Entries follow. Return each line that contains the word "dropped".
======== EXCERPTED RECORDS
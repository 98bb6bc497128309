//! Rooms.
//!
//! A room is a named group of clients with its own inbound message queue,
//! membership-event queue and teardown signal. The mesh keeps the sending
//! half ([`RoomSlot`]); the room's behavior runner owns the receiving half
//! ([`Room`]).

use crate::client::Client;
use crate::event::MembershipEvent;
use parking_lot::RwLock;
use sockit_protocol::Message;
use std::collections::HashMap;
use std::sync::Arc;
use tokio::sync::mpsc::{self, error::TrySendError};
use tokio_util::sync::CancellationToken;
use tracing::debug;

/// Maximum room slug length.
pub const MAX_SLUG_LENGTH: usize = 256;

/// Members of a room, keyed by client slug.
pub type Members = HashMap<String, Client>;

/// Validate a room slug.
///
/// # Errors
///
/// Returns an error message if the slug is invalid.
pub fn validate_slug(slug: &str) -> Result<(), &'static str> {
    if slug.is_empty() {
        return Err("Room slug cannot be empty");
    }
    if slug.len() > MAX_SLUG_LENGTH {
        return Err("Room slug too long");
    }
    if slug.chars().any(char::is_control) {
        return Err("Room slug contains control characters");
    }
    Ok(())
}

/// Outcome of a non-blocking push onto a bounded queue.
#[derive(Debug, Clone, Copy, PartialEq, Eq)]
pub enum Delivery {
    /// The item was queued.
    Accepted,
    /// The queue was full and the item was dropped.
    Full,
    /// The receiving side is gone and the item was dropped.
    Closed,
}

impl Delivery {
    /// Whether the item was queued.
    #[must_use]
    pub fn is_accepted(self) -> bool {
        matches!(self, Self::Accepted)
    }
}

pub(crate) fn try_push<T>(tx: &mpsc::Sender<T>, item: T) -> Delivery {
    match tx.try_send(item) {
        Ok(()) => Delivery::Accepted,
        Err(TrySendError::Full(_)) => Delivery::Full,
        Err(TrySendError::Closed(_)) => Delivery::Closed,
    }
}

/// Something a room's runner has to process.
#[derive(Debug, Clone)]
pub enum RoomInput {
    /// A message addressed to the room.
    Message(Arc<Message>),
    /// A membership change in the room.
    Event(MembershipEvent),
}

/// The runner-facing side of a room.
///
/// Handed to [`RoomBehavior::run`](crate::RoomBehavior::run) exactly once,
/// when the room is created.
#[derive(Debug)]
pub struct Room {
    id: u64,
    slug: String,
    created_by: String,
    members: Arc<RwLock<Members>>,
    messages: mpsc::Receiver<Arc<Message>>,
    events: mpsc::Receiver<MembershipEvent>,
    teardown: CancellationToken,
}

impl Room {
    /// Get the numeric room id (creation order).
    #[must_use]
    pub fn id(&self) -> u64 {
        self.id
    }

    /// Get the room slug.
    #[must_use]
    pub fn slug(&self) -> &str {
        &self.slug
    }

    /// Get the slug of the client that created the room.
    #[must_use]
    pub fn created_by(&self) -> &str {
        &self.created_by
    }

    /// Snapshot of the current members.
    #[must_use]
    pub fn members(&self) -> Members {
        self.members.read().clone()
    }

    /// Get the number of current members.
    #[must_use]
    pub fn member_count(&self) -> usize {
        self.members.read().len()
    }

    /// Check if a client is currently a member.
    #[must_use]
    pub fn is_member(&self, client: &str) -> bool {
        self.members.read().contains_key(client)
    }

    /// Check whether teardown has been signalled.
    #[must_use]
    pub fn is_torn_down(&self) -> bool {
        self.teardown.is_cancelled()
    }

    /// Wait until the room is torn down.
    pub async fn torn_down(&self) {
        self.teardown.cancelled().await;
    }

    /// Receive the next membership event or message.
    ///
    /// Pending membership events are returned ahead of pending messages, so
    /// a member's join is seen before anything it sends. Queued items are
    /// drained before teardown is reported. Returns `None` once the room has
    /// been torn down and both queues are empty.
    pub async fn recv(&mut self) -> Option<RoomInput> {
        tokio::select! {
            biased;

            Some(event) = self.events.recv() => Some(RoomInput::Event(event)),
            Some(message) = self.messages.recv() => Some(RoomInput::Message(message)),
            () = self.teardown.cancelled() => None,
        }
    }

    /// Receive the next message addressed to this room.
    ///
    /// Returns `None` when the mesh has dropped the room.
    pub async fn recv_message(&mut self) -> Option<Arc<Message>> {
        self.messages.recv().await
    }

    /// Receive the next membership event for this room.
    ///
    /// Returns `None` when the mesh has dropped the room.
    pub async fn recv_event(&mut self) -> Option<MembershipEvent> {
        self.events.recv().await
    }
}

/// The mesh-side half of a room, stored in the registry.
#[derive(Debug)]
pub(crate) struct RoomSlot {
    pub(crate) id: u64,
    pub(crate) created_by: String,
    pub(crate) members: Arc<RwLock<Members>>,
    messages: mpsc::Sender<Arc<Message>>,
    events: mpsc::Sender<MembershipEvent>,
    teardown: CancellationToken,
}

impl RoomSlot {
    /// Create both halves of a room.
    pub(crate) fn new(
        id: u64,
        slug: &str,
        created_by: &str,
        capacity: usize,
        teardown: CancellationToken,
    ) -> (Self, Room) {
        let (message_tx, message_rx) = mpsc::channel(capacity);
        let (event_tx, event_rx) = mpsc::channel(capacity);
        let members = Arc::new(RwLock::new(Members::new()));

        let slot = Self {
            id,
            created_by: created_by.to_string(),
            members: Arc::clone(&members),
            messages: message_tx,
            events: event_tx,
            teardown: teardown.clone(),
        };

        let room = Room {
            id,
            slug: slug.to_string(),
            created_by: created_by.to_string(),
            members,
            messages: message_rx,
            events: event_rx,
            teardown,
        };

        (slot, room)
    }

    pub(crate) fn deliver(&self, message: Arc<Message>) -> Delivery {
        try_push(&self.messages, message)
    }

    pub(crate) fn notify(&self, event: MembershipEvent) -> Delivery {
        try_push(&self.events, event)
    }

    pub(crate) fn member_count(&self) -> usize {
        self.members.read().len()
    }

    pub(crate) fn is_empty(&self) -> bool {
        self.members.read().is_empty()
    }

    /// Fire the teardown signal. Firing twice is harmless.
    pub(crate) fn teardown(&self, slug: &str) {
        if !self.teardown.is_cancelled() {
            debug!(room = %slug, id = self.id, "Room teardown signalled");
        }
        self.teardown.cancel();
    }
}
================
| ANSWER BOX |
    /// The queue was full and the item was dropped.
    /// The receiving side is gone and the item was dropped.
    /// Returns `None` when the mesh has dropped the room.
    /// Returns `None` when the mesh has dropped the room.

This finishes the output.